PROBLEM TO SOLVE
Of all the entries below, only the lines from the one with "if data.iter().all(|b| b.is_ascii_whitespace())" up to and including the one with "Snapshot of the" are to be duplicated exactly.

===============

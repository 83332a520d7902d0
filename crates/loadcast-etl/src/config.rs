//! Declarative pipeline configuration.
//!
//! Every source is an explicit [`SourceSpec`] entry in a TOML file, validated
//! eagerly, so a mis-assigned column fails the run before any row is
//! processed.
//!
//! ```toml
//! [[sources]]
//! path = "data/AEP_hourly.csv"
//! region = "AEP"
//!
//! [[sources]]
//! path = "data/DOM_hourly.csv"
//! region = "DOM"
//! timestamp_column = "Datetime"
//! value_column = "DOM_MW"
//!
//! [holidays]
//! path = "data/United States_US.csv"
//!
//! [output]
//! path = "processed/features"
//! ```

use std::fs;
use std::path::Path;

use anyhow::{Context, Result};
use serde::Deserialize;

use loadcast_core::LoadcastError;
use loadcast_io::{HolidaySpec, SourceSpec};

#[derive(Debug, Clone, Deserialize)]
pub struct PipelineConfig {
    pub sources: Vec<SourceSpec>,
    #[serde(default)]
    pub holidays: Option<HolidaySpec>,
    /// Weather CSVs to ingest and validate. Not yet joined into the feature
    /// set; see DESIGN.md.
    #[serde(default)]
    pub weather: Vec<String>,
    pub output: OutputSpec,
}

#[derive(Debug, Clone, Deserialize)]
pub struct OutputSpec {
    /// Output root for the partitioned feature dataset.
    pub path: String,
    #[serde(default = "default_partitions")]
    pub partitions: Vec<String>,
}

fn default_partitions() -> Vec<String> {
    vec!["region".to_string(), "year".to_string(), "month".to_string()]
}

impl PipelineConfig {
    pub fn load(path: &Path) -> Result<Self> {
        let raw = fs::read_to_string(path)
            .with_context(|| format!("reading pipeline config '{}'", path.display()))?;
        let config: PipelineConfig = toml::from_str(&raw)
            .with_context(|| format!("parsing pipeline config '{}'", path.display()))?;
        config.validate()?;
        Ok(config)
    }

    pub fn validate(&self) -> Result<()> {
        if self.sources.is_empty() {
            return Err(LoadcastError::Schema(
                "pipeline config lists no load sources".to_string(),
            )
            .into());
        }
        if self.output.path.trim().is_empty() {
            return Err(LoadcastError::Schema(
                "pipeline config has an empty output path".to_string(),
            )
            .into());
        }
        Ok(())
    }
}
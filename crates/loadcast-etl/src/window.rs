//! Per-region lag and rolling-window features.
//!
//! The ordering contract is hard correctness, not tuning: lag and rolling
//! operators are only valid when rows are partitioned by region and ordered
//! by timestamp within the partition. This stage index-sorts the frame by
//! (region, timestamp) and computes every statistic inside per-region runs,
//! so one region's values can never reach another's features.

use anyhow::{Context, Result};
use polars::prelude::*;

use loadcast_core::time;

use crate::columns::{column_f64, column_i64, column_str};

/// Trailing window length for the rolling mean, in hours.
pub const ROLLING_WINDOW_HOURS: usize = 24;

const LAG_1H: usize = 1;
const LAG_24H: usize = 24;
const LAG_7D: usize = 168;

/// Compute lag_1h / lag_24h / lag_7d and rolling_mean_24h.
///
/// Lags are null until k prior grid hours exist for the region. The rolling
/// mean covers the 24 hours strictly before the current one — the current
/// hour's load is never part of its own window — and is null until 24 prior
/// rows exist. Returns the frame sorted by (region, timestamp).
pub fn window_features(frame: DataFrame) -> Result<DataFrame> {
    let regions = column_str(&frame, "region")?;
    let timestamps = column_i64(&frame, "timestamp")?;
    let loads = column_f64(&frame, "load_mw")?;
    let n = frame.height();

    let mut order: Vec<IdxSize> = (0..n as IdxSize).collect();
    order.sort_by(|&a, &b| {
        let (a, b) = (a as usize, b as usize);
        regions[a]
            .cmp(&regions[b])
            .then(timestamps[a].cmp(&timestamps[b]))
    });

    let mut lag_1h = vec![None; n];
    let mut lag_24h = vec![None; n];
    let mut lag_7d = vec![None; n];
    let mut rolling_mean = vec![None; n];

    let mut run_start = 0usize;
    for pos in 0..n {
        let row = order[pos] as usize;
        if pos > 0 && regions[order[pos - 1] as usize] != regions[row] {
            run_start = pos;
        }
        let offset = pos - run_start;

        // Lag k is the value k rows back in the same region's run. On the
        // gap-free grid that is exactly t - k hours; on a frame with holes
        // the timestamp check leaves the lag null instead of mis-aligning.
        let lag_at = |k: usize| -> Option<f64> {
            if offset < k {
                return None;
            }
            let prior = order[pos - k] as usize;
            if timestamps[row] - timestamps[prior] == k as i64 * time::SECONDS_PER_HOUR {
                Some(loads[prior])
            } else {
                None
            }
        };
        lag_1h[pos] = lag_at(LAG_1H);
        lag_24h[pos] = lag_at(LAG_24H);
        lag_7d[pos] = lag_at(LAG_7D);

        if offset >= ROLLING_WINDOW_HOURS {
            let mut sum = 0.0;
            for prior_pos in (pos - ROLLING_WINDOW_HOURS)..pos {
                sum += loads[order[prior_pos] as usize];
            }
            rolling_mean[pos] = Some(sum / ROLLING_WINDOW_HOURS as f64);
        }
    }

    let idx = IdxCa::new("row_idx", order.as_slice());
    let mut sorted = frame
        .take(&idx)
        .context("sorting frame by (region, timestamp)")?;
    sorted.with_column(Series::new("lag_1h", lag_1h))?;
    sorted.with_column(Series::new("lag_24h", lag_24h))?;
    sorted.with_column(Series::new("lag_7d", lag_7d))?;
    sorted.with_column(Series::new("rolling_mean_24h", rolling_mean))?;
    Ok(sorted)
}
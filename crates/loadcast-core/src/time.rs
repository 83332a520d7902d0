//! Epoch-second time helpers.
//!
//! Timestamps travel through the pipeline as naive-UTC epoch seconds in an
//! `Int64` column named `timestamp`, at hour granularity. Calendar math lives
//! here so every stage shares one set of conventions.

use anyhow::{Context, Result};
use chrono::{DateTime, Datelike, NaiveDate, NaiveDateTime};

use crate::error::LoadcastError;

pub const SECONDS_PER_HOUR: i64 = 3_600;
pub const SECONDS_PER_DAY: i64 = 86_400;

/// Accepted datetime layouts for source CSVs, tried in order.
const DATETIME_FORMATS: &[&str] = &[
    "%Y-%m-%d %H:%M:%S",
    "%Y-%m-%dT%H:%M:%S",
    "%Y-%m-%d %H:%M",
    "%m/%d/%Y %H:%M",
];

/// Accepted date layouts for holiday CSVs, tried in order.
const DATE_FORMATS: &[&str] = &["%Y-%m-%d", "%m/%d/%Y", "%d-%m-%Y"];

/// Parse a source datetime string into epoch seconds (naive UTC).
///
/// Date-only values parse as midnight. Unparseable input is a schema error:
/// it means the configured timestamp column does not hold timestamps.
pub fn parse_timestamp(raw: &str) -> Result<i64> {
    let trimmed = raw.trim();
    for fmt in DATETIME_FORMATS {
        if let Ok(dt) = NaiveDateTime::parse_from_str(trimmed, fmt) {
            return Ok(dt.and_utc().timestamp());
        }
    }
    for fmt in DATE_FORMATS {
        if let Ok(date) = NaiveDate::parse_from_str(trimmed, fmt) {
            return Ok(days_since_epoch(date) as i64 * SECONDS_PER_DAY);
        }
    }
    Err(LoadcastError::Schema(format!("unparseable timestamp '{trimmed}'")).into())
}

/// Parse a calendar date string into days since the Unix epoch.
pub fn parse_date(raw: &str) -> Result<i32> {
    let trimmed = raw.trim();
    for fmt in DATE_FORMATS {
        if let Ok(date) = NaiveDate::parse_from_str(trimmed, fmt) {
            return Ok(days_since_epoch(date));
        }
    }
    // Holiday exports sometimes carry a full datetime in the date column.
    for fmt in DATETIME_FORMATS {
        if let Ok(dt) = NaiveDateTime::parse_from_str(trimmed, fmt) {
            return Ok(days_since_epoch(dt.date()));
        }
    }
    Err(LoadcastError::Schema(format!("unparseable date '{trimmed}'")).into())
}

fn days_since_epoch(date: NaiveDate) -> i32 {
    let epoch = NaiveDate::from_ymd_opt(1970, 1, 1).expect("epoch date");
    date.signed_duration_since(epoch).num_days() as i32
}

fn datetime_of(ts: i64) -> Result<NaiveDateTime> {
    DateTime::from_timestamp(ts, 0)
        .map(|dt| dt.naive_utc())
        .with_context(|| format!("timestamp {ts} out of range"))
}

/// Every hourly timestamp in `[min_ts, max_ts]` inclusive.
pub fn hourly_range(min_ts: i64, max_ts: i64) -> Vec<i64> {
    let mut out = Vec::new();
    let mut ts = min_ts;
    while ts <= max_ts {
        out.push(ts);
        ts += SECONDS_PER_HOUR;
    }
    out
}

/// Calendar-day truncation of an hourly timestamp, as days since epoch.
pub fn day_of(ts: i64) -> i32 {
    ts.div_euclid(SECONDS_PER_DAY) as i32
}

/// Day of week, numbered 1 = Sunday through 7 = Saturday.
///
/// This is the pipeline's fixed convention: the weekend predicate below treats
/// 1 and 7 as weekend days. Any consumer of `day_of_week` must use this
/// numbering, not ISO weekday numbers.
pub fn day_of_week(ts: i64) -> Result<i32> {
    let dt = datetime_of(ts)?;
    Ok(dt.weekday().num_days_from_sunday() as i32 + 1)
}

/// Weekend predicate over the 1 = Sunday … 7 = Saturday numbering.
pub fn is_weekend(day_of_week: i32) -> bool {
    day_of_week == 1 || day_of_week == 7
}

/// Calendar (year, month) of an hourly timestamp.
pub fn year_month(ts: i64) -> Result<(i32, i32)> {
    let dt = datetime_of(ts)?;
    Ok((dt.year(), dt.month() as i32))
}
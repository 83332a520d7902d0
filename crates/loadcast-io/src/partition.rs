//! Hive-partitioned Parquet output.
//!
//! The feature dataset is written as `key=value/.../part-0000.parquet` under
//! an output root that is removed and rewritten on every run. Rebuilds are
//! idempotent: identical input produces identical partition trees.

use std::fs::{self, File};
use std::path::{Path, PathBuf};

use anyhow::{Context, Result};
use polars::frame::group_by::GroupsIndicator;
use polars::prelude::*;

/// Write `df` partitioned by `partitions` under `output_root`, replacing any
/// previous contents. An empty partition list writes a single file.
pub fn write_partitioned_parquet(
    df: &mut DataFrame,
    output_root: &Path,
    partitions: &[String],
) -> Result<()> {
    if output_root.exists() {
        fs::remove_dir_all(output_root).with_context(|| {
            format!("clearing previous output root '{}'", output_root.display())
        })?;
    }
    fs::create_dir_all(output_root)
        .with_context(|| format!("creating output root '{}'", output_root.display()))?;

    if partitions.is_empty() {
        return write_partition_file(df, output_root);
    }
    write_partitions(df, output_root, partitions)
}

fn write_partitions(df: &DataFrame, output_root: &Path, partitions: &[String]) -> Result<()> {
    let group_by = df.group_by(partitions)?;
    let groups = group_by.get_groups();
    for group in groups.iter() {
        let (mut partition_df, first) = match group {
            GroupsIndicator::Idx((first, indices)) => {
                let idx_ca = IdxCa::new("row_idx", indices.as_slice());
                (df.take(&idx_ca)?, first)
            }
            GroupsIndicator::Slice([first, len]) => (df.slice(first as i64, len as usize), first),
        };
        let dir = partition_dir(output_root, partitions, df, first)?;
        write_partition_file(&mut partition_df, &dir)?;
    }
    Ok(())
}

fn write_partition_file(df: &mut DataFrame, dir: &Path) -> Result<()> {
    fs::create_dir_all(dir)
        .with_context(|| format!("creating partition directory '{}'", dir.display()))?;
    let file_path = dir.join("part-0000.parquet");
    let mut file = File::create(&file_path)
        .with_context(|| format!("creating partition file '{}'", file_path.display()))?;
    ParquetWriter::new(&mut file)
        .finish(df)
        .map(|_| ())
        .with_context(|| format!("writing partition file '{}'", file_path.display()))
}

fn partition_dir(
    output_root: &Path,
    partitions: &[String],
    df: &DataFrame,
    row_idx: IdxSize,
) -> Result<PathBuf> {
    let mut path = output_root.to_path_buf();
    for key in partitions {
        let series = df.column(key)?;
        let idx = row_idx as usize;
        let value = series.get(idx)?;
        let value = sanitize_partition_value(&value.to_string());
        path.push(format!("{key}={value}"));
    }
    Ok(path)
}

fn sanitize_partition_value(value: &str) -> String {
    value
        .trim_matches('"')
        .replace(std::path::MAIN_SEPARATOR, "_")
}
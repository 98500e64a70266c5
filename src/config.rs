//! Curve configuration loading and state snapshots

use std::path::Path;

use anyhow::{anyhow, Context, Result};
use serde_json::Value;
use tracing::debug;

use crate::bonding_curve::{should_graduate, BondingCurve, CurveParams};
use crate::constants::GRADUATION_THRESHOLD;
use crate::graduation::graduation_progress;

/// Parse curve parameters from JSON. Empty input yields the default curve.
pub fn load_curve_params(data: &[u8]) -> Result<CurveParams> {
    if data.iter().all(|b| b.is_ascii_whitespace()) {
        debug!("no curve params supplied, using default curve");
        return Ok(CurveParams::default());
    }

    serde_json::from_slice(data).map_err(|e| anyhow!("Failed to deserialize curve params: {}", e))
}

pub fn load_curve_params_from_path(path: impl AsRef<Path>) -> Result<CurveParams> {
    let path = path.as_ref();
    let data = std::fs::read(path)
        .with_context(|| format!("Failed to read curve params from {}", path.display()))?;
    load_curve_params(&data)
}

/// Serialize curve parameters. Non-finite numbers are refused, since JSON
/// would write them as `null` and they would reload as defaults.
pub fn curve_params_to_json(params: &CurveParams) -> Result<Vec<u8>> {
    let fields = [
        ("base_price", Some(params.base_price)),
        ("slope", params.slope),
        ("exponent", params.exponent),
    ];
    for (name, value) in fields {
        if let Some(value) = value.filter(|v| !v.is_finite()) {
            return Err(anyhow!("Cannot serialize curve params: {} is {}", name, value));
        }
    }

    serde_json::to_vec(params).map_err(|e| anyhow!("Failed to serialize curve params: {}", e))
}

/// Snapshot of the curve at `supply`, for display
pub fn curve_state_json(curve: &BondingCurve, supply: f64) -> Value {
    let price = curve.price_at(supply);
    let market_cap = curve.market_cap_at(supply);

    serde_json::json!({
        "curve_type": curve.curve_type().as_str(),
        "base_price": curve.base_price(),
        "slope": curve.slope(),
        "exponent": curve.exponent(),
        "current_supply": supply,
        "current_price": price,
        "market_cap": market_cap,
        "graduation_threshold": GRADUATION_THRESHOLD,
        "graduation_progress": graduation_progress(market_cap),
        "can_graduate": should_graduate(market_cap),
    })
}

===============

FINISHED EXERCISE
    if data.iter().all(|b| b.is_ascii_whitespace()) {
        debug!("no curve params supplied, using default curve");
        return Ok(CurveParams::default());
    }

    serde_json::from_slice(data).map_err(|e| anyhow!("Failed to deserialize curve params: {}", e))
}

pub fn load_curve_params_from_path(path: impl AsRef<Path>) -> Result<CurveParams> {
    let path = path.as_ref();
    let data = std::fs::read(path)
        .with_context(|| format!("Failed to read curve params from {}", path.display()))?;
    load_curve_params(&data)
}

/// Serialize curve parameters. Non-finite numbers are refused, since JSON
/// would write them as `null` and they would reload as defaults.
pub fn curve_params_to_json(params: &CurveParams) -> Result<Vec<u8>> {
    let fields = [
        ("base_price", Some(params.base_price)),
        ("slope", params.slope),
        ("exponent", params.exponent),
    ];
    for (name, value) in fields {
        if let Some(value) = value.filter(|v| !v.is_finite()) {
            return Err(anyhow!("Cannot serialize curve params: {} is {}", name, value));
        }
    }

    serde_json::to_vec(params).map_err(|e| anyhow!("Failed to serialize curve params: {}", e))
}

/// Snapshot of the curve at `supply`, for display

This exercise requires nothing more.